Reputation: 191
The idea is to update a particular pre-trained word2vec model with different sets of new corpus. I have the following
# c1, c2 are each a list of 100 files
filelist = [c1, c2, c3, c4, c5, c6, c7, c8, c9, c10]
def update_model(files):
# loading a pre-trained model
trained_model = gensim.models.Word2Vec.load("model_both_100")
# Document feeder is an iterable
docs = DocumentFeeder(files)
trained_model.build_vocab(docs, update=True)
trained_model.train(docs, total_examples=trained_model.corpus_count, epochs=trained_model.epochs)
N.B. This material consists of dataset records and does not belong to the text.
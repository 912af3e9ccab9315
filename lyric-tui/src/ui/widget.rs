mod playback_bar;

pub use playback_bar::*;
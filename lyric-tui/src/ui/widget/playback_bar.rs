use crate::player::Player;
use ratatui::widgets::Gauge;

/// 构建底部播放进度条
pub fn build_playback_bar<'a>(playback_bar: Gauge<'a>, player: &Player) -> Gauge<'a> {
    let position = player.position();
    let duration = player.duration();

    playback_bar
        .label(if duration > 0.0 {
            format!(
                "{} {:02}:{:02}/{:02}:{:02}",
                if player.is_playing() {
                    '\u{25B6}'
                } else {
                    '\u{23F8}'
                },
                // Minutes into playback
                position as u64 / 60,
                // Seconds into playback
                position as u64 % 60,
                // Track length minutes
                duration as u64 / 60,
                // Track length seconds
                duration as u64 % 60,
            )
        } else {
            String::from("--:--/--:--")
        })
        .ratio({
            let ratio = if duration > 0.0 {
                position / duration
            } else {
                0.0
            };
            if ratio < 0.0 || ratio.is_nan() {
                0.0
            } else if ratio > 1.0 {
                1.0
            } else {
                ratio
            }
        })
}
with Pool(processes=10) as P:
P.map(update_model, filelist)
it takes about ~13 minutes to run. But the non-parallel version (looping over filelist
) takes ~11 min. Why is this happening? Running on a 12 core cpu.
Upvotes: 0
Views: 72
Reputation: 54173
Gensim's Word2Vec
training already uses multiple threads – depending on the workers
parameter at model creation. (The default is to use workers=3
, but your model may have been initialized to use even more.)
So you are launching 10 (heavyweight) processes, each separately loading a full-size model. That could easily trigger heavy memory usage & thus virtual-memory swapping.
Then each of those models does its own (single-threaded) vocabulary-expansion, then its (one manager thread and 3 or more worker threads) training. If they're all in training simultaneously, than means 40 threads active, within 10 OS processes, on your 12 core processor. There's no reason to necessarily expect a speedup in such a situation, and the contention of more-threads-than-cores, and all contending for access to totally different loaded model memory ranges, could easily explain a slowdown.
Are you really trying to create 10 separate incrementally-updated models? (Do they get re-saved to 10 different filenames after the update-training?)
Upvotes: 1